▶ **Task prompt**: Every line of the material that includes the word "RecipientRow" is to be shown.

START Study material

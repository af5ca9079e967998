//! Recipient datasets.
//!
//! The first sheet of a workbook is read with `calamine`; its first row is
//! the header and must name both a `telegram_id` and an `email` column.

use async_trait::async_trait;
use broadcaster_core::{BroadcastError, BroadcastResult, CellValue, RecipientRow};
use calamine::{open_workbook_auto, Data, Reader};
use std::path::{Path, PathBuf};
use tracing::{debug, info};

/// Header of the phone column.
pub const PHONE_COLUMN: &str = "telegram_id";
/// Header of the email column.
pub const EMAIL_COLUMN: &str = "email";

/// Somewhere recipient rows can be loaded from.
#[async_trait]
pub trait RecipientSource: Send + Sync {
    /// Human-readable description for logs and errors.
    fn describe(&self) -> String;

    /// Loads every row, in order.
    async fn load(&self) -> BroadcastResult<Vec<RecipientRow>>;
}

/// An `.xlsx`, `.xls`, `.xlsb` or `.ods` workbook on disk.
#[derive(Debug, Clone)]
pub struct SpreadsheetSource {
    path: PathBuf,
}

impl SpreadsheetSource {
    /// Creates a source for `path`. Nothing is read until [`RecipientSource::load`].
    pub fn new(path: impl Into<PathBuf>) -> Self {
        Self { path: path.into() }
    }

    /// Path of the workbook.
    pub fn path(&self) -> &Path {
        &self.path
    }
}

#[async_trait]
impl RecipientSource for SpreadsheetSource {
    fn describe(&self) -> String {
        self.path.display().to_string()
    }

    async fn load(&self) -> BroadcastResult<Vec<RecipientRow>> {
        if !self.path.exists() {
            return Err(BroadcastError::Dataset(format!(
                "'{}' not found",
                self.path.display()
            )));
        }
        let path = self.path.clone();
        let rows = tokio::task::spawn_blocking(move || read_workbook(&path))
            .await
            .map_err(|e| BroadcastError::Dataset(format!("Workbook reader panicked: {e}")))??;
        info!(path = %self.path.display(), rows = rows.len(), "Recipients loaded");
        Ok(rows)
    }
}

/// Rows held in memory.
#[derive(Debug, Clone, Default)]
pub struct StaticSource {
    rows: Vec<RecipientRow>,
}

impl StaticSource {
    /// Wraps already parsed rows.
    pub fn new(rows: Vec<RecipientRow>) -> Self {
        Self { rows }
    }
}

#[async_trait]
impl RecipientSource for StaticSource {
    fn describe(&self) -> String {
        format!("{} in-memory rows", self.rows.len())
    }

    async fn load(&self) -> BroadcastResult<Vec<RecipientRow>> {
        Ok(self.rows.clone())
    }
}

fn read_workbook(path: &Path) -> BroadcastResult<Vec<RecipientRow>> {
    let mut workbook = open_workbook_auto(path).map_err(|e| {
        BroadcastError::Dataset(format!("Error reading '{}': {e}", path.display()))
    })?;
    let range = workbook
        .worksheet_range_at(0)
        .ok_or_else(|| BroadcastError::Dataset(format!("'{}' has no sheets", path.display())))?
        .map_err(|e| BroadcastError::Dataset(format!("Error reading '{}': {e}", path.display())))?;

    let cells = range
        .rows()
        .map(|row| row.iter().map(cell_from_data).collect())
        .collect();
    recipients_from_rows(cells)
}

fn cell_from_data(data: &Data) -> CellValue {
    match data {
        Data::Empty | Data::Error(_) => CellValue::Empty,
        Data::Int(n) => CellValue::Integer(*n),
        Data::Float(n) => CellValue::Number(*n),
        Data::String(s) => CellValue::Text(s.clone()),
        Data::Bool(b) => CellValue::Bool(*b),
        other => CellValue::Text(other.to_string()),
    }
}

/// Turns a header row plus data rows into recipients.
///
/// Header names are matched after trimming. Cells past the end of a short
/// row read as empty. Rows keep their order and are numbered from 1.
pub fn recipients_from_rows(rows: Vec<Vec<CellValue>>) -> BroadcastResult<Vec<RecipientRow>> {
    let mut rows = rows.into_iter();
    let header = rows
        .next()
        .ok_or_else(|| BroadcastError::Dataset("Workbook is empty; expected a header row".to_string()))?;

    let column = |name: &str| {
        header
            .iter()
            .position(|cell| matches!(cell, CellValue::Text(text) if text.trim() == name))
    };
    let (phone_idx, email_idx) = match (column(PHONE_COLUMN), column(EMAIL_COLUMN)) {
        (Some(phone), Some(email)) => (phone, email),
        (phone, email) => {
            let missing: Vec<&str> = [(PHONE_COLUMN, phone), (EMAIL_COLUMN, email)]
                .into_iter()
                .filter_map(|(name, idx)| idx.is_none().then_some(name))
                .collect();
            return Err(BroadcastError::Dataset(format!(
                "Missing column(s): {}",
                missing.join(", ")
            )));
        }
    };
    debug!(phone_idx, email_idx, "Header parsed");

    Ok(rows
        .enumerate()
        .map(|(idx, mut row)| {
            let mut take = |i: usize| row.get_mut(i).map(std::mem::take).unwrap_or_default();
            let telegram_id = take(phone_idx);
            let email = take(email_idx);
            RecipientRow {
                number: idx + 1,
                telegram_id,
                email,
            }
        })
        .collect())
}

#[cfg(test)]
#[allow(clippy::unwrap_used, clippy::expect_used)]
mod tests {
    use super::*;

    fn header(cols: &[&str]) -> Vec<CellValue> {
        cols.iter().map(|c| CellValue::from(*c)).collect()
    }

    #[test]
    fn test_rows_keep_order_and_columns() {
        let rows = recipients_from_rows(vec![
            header(&["name", "email", "telegram_id"]),
            vec!["Ada".into(), "ada@example.com".into(), 919_876_543_210.0.into()],
            vec!["Bob".into(), CellValue::Empty, "98765".into()],
        ])
        .unwrap();

        assert_eq!(rows.len(), 2);
        assert_eq!(rows[0].number, 1);
        assert_eq!(rows[0].telegram_id, CellValue::Number(919_876_543_210.0));
        assert_eq!(rows[0].email, CellValue::from("ada@example.com"));
        assert_eq!(rows[1].number, 2);
        assert_eq!(rows[1].email, CellValue::Empty);
    }

    #[test]
    fn test_short_rows_read_as_empty() {
        let rows = recipients_from_rows(vec![
            header(&["telegram_id", "email"]),
            vec!["9876543210".into()],
        ])
        .unwrap();
        assert_eq!(rows[0].email, CellValue::Empty);
    }

    #[test]
    fn test_header_is_trimmed() {
        let rows = recipients_from_rows(vec![header(&[" telegram_id ", "email "])]).unwrap();
        assert!(rows.is_empty());
    }

    #[test]
    fn test_missing_column() {
        let err = recipients_from_rows(vec![header(&["phone", "email"])]).unwrap_err();
        assert!(err.to_string().contains("telegram_id"));
        assert!(err.is_input_error());
    }

    #[test]
    fn test_empty_workbook() {
        assert!(recipients_from_rows(vec![]).is_err());
    }

    #[test]
    fn test_cell_conversion() {
        assert_eq!(cell_from_data(&Data::Float(1.5)), CellValue::Number(1.5));
        assert_eq!(cell_from_data(&Data::Int(7)), CellValue::Integer(7));
        assert_eq!(cell_from_data(&Data::Empty), CellValue::Empty);
        assert_eq!(
            cell_from_data(&Data::String("x".into())),
            CellValue::Text("x".into())
        );
    }

    #[tokio::test]
    async fn test_missing_file() {
        let tmp = tempfile::tempdir().unwrap();
        let source = SpreadsheetSource::new(tmp.path().join("data.xlsx"));
        let err = source.load().await.unwrap_err();
        assert!(matches!(err, BroadcastError::Dataset(_)));
        assert!(err.to_string().contains("not found"));
    }

    #[tokio::test]
    async fn test_unreadable_file() {
        let tmp = tempfile::tempdir().unwrap();
        let path = tmp.path().join("data.xlsx");
        std::fs::write(&path, b"definitely not a zip archive").unwrap();
        let err = SpreadsheetSource::new(&path).load().await.unwrap_err();
        assert!(matches!(err, BroadcastError::Dataset(_)));
    }

    #[tokio::test]
    async fn test_static_source() {
        let source = StaticSource::new(vec![RecipientRow::new(1, "9876543210", "a@b.c")]);
        assert_eq!(source.load().await.unwrap().len(), 1);
        assert_eq!(source.describe(), "1 in-memory rows");
    }
}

END Study material

▶ **Task output**:
use broadcaster_core::{BroadcastError, BroadcastResult, CellValue, RecipientRow};
    async fn load(&self) -> BroadcastResult<Vec<RecipientRow>>;
    async fn load(&self) -> BroadcastResult<Vec<RecipientRow>> {
    rows: Vec<RecipientRow>,
    pub fn new(rows: Vec<RecipientRow>) -> Self {
    async fn load(&self) -> BroadcastResult<Vec<RecipientRow>> {
fn read_workbook(path: &Path) -> BroadcastResult<Vec<RecipientRow>> {
pub fn recipients_from_rows(rows: Vec<Vec<CellValue>>) -> BroadcastResult<Vec<RecipientRow>> {
            RecipientRow {
        let source = StaticSource::new(vec![RecipientRow::new(1, "9876543210", "a@b.c")]);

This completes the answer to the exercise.